RECORD SET START
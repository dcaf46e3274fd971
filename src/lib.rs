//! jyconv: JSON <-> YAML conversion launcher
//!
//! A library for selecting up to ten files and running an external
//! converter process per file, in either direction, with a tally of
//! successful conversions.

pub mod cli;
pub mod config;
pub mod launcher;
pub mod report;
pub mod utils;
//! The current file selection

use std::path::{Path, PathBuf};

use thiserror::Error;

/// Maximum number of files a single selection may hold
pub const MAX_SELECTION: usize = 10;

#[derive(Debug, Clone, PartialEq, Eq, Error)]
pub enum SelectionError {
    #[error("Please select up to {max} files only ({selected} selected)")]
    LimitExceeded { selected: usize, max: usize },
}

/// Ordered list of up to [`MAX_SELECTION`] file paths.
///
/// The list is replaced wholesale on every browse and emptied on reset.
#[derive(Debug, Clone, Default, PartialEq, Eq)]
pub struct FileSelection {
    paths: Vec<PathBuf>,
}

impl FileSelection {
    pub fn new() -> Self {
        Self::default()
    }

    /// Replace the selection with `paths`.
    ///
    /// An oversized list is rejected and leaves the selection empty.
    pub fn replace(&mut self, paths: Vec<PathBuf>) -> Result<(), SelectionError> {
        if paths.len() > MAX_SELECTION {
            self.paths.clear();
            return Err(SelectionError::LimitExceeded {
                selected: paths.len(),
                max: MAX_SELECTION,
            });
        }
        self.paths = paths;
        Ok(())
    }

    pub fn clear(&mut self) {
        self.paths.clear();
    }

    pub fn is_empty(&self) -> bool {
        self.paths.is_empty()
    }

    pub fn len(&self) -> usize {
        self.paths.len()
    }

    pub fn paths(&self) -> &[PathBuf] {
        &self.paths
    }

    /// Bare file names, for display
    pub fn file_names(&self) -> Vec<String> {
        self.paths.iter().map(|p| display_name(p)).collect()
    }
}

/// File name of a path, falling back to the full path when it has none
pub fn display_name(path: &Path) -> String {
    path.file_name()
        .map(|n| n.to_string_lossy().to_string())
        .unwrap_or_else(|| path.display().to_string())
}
RECORD SET END
Using the records above, output exactly the lines from the first through the line that contains "self.paths = paths;", with both of those included.

repository dcaf46e3274fd971
filename src/lib.rs
//! jyconv: JSON <-> YAML conversion launcher
//!
//! A library for selecting up to ten files and running an external
//! converter process per file, in either direction, with a tally of
//! successful conversions.

pub mod cli;
pub mod config;
pub mod launcher;
pub mod report;
pub mod utils;
//! The current file selection

use std::path::{Path, PathBuf};

use thiserror::Error;

/// Maximum number of files a single selection may hold
pub const MAX_SELECTION: usize = 10;

#[derive(Debug, Clone, PartialEq, Eq, Error)]
pub enum SelectionError {
    #[error("Please select up to {max} files only ({selected} selected)")]
    LimitExceeded { selected: usize, max: usize },
}

/// Ordered list of up to [`MAX_SELECTION`] file paths.
///
/// The list is replaced wholesale on every browse and emptied on reset.
#[derive(Debug, Clone, Default, PartialEq, Eq)]
pub struct FileSelection {
    paths: Vec<PathBuf>,
}

impl FileSelection {
    pub fn new() -> Self {
        Self::default()
    }

    /// Replace the selection with `paths`.
    ///
    /// An oversized list is rejected and leaves the selection empty.
    pub fn replace(&mut self, paths: Vec<PathBuf>) -> Result<(), SelectionError> {
        if paths.len() > MAX_SELECTION {
            self.paths.clear();
            return Err(SelectionError::LimitExceeded {
                selected: paths.len(),
                max: MAX_SELECTION,
            });
        }
        self.paths = paths;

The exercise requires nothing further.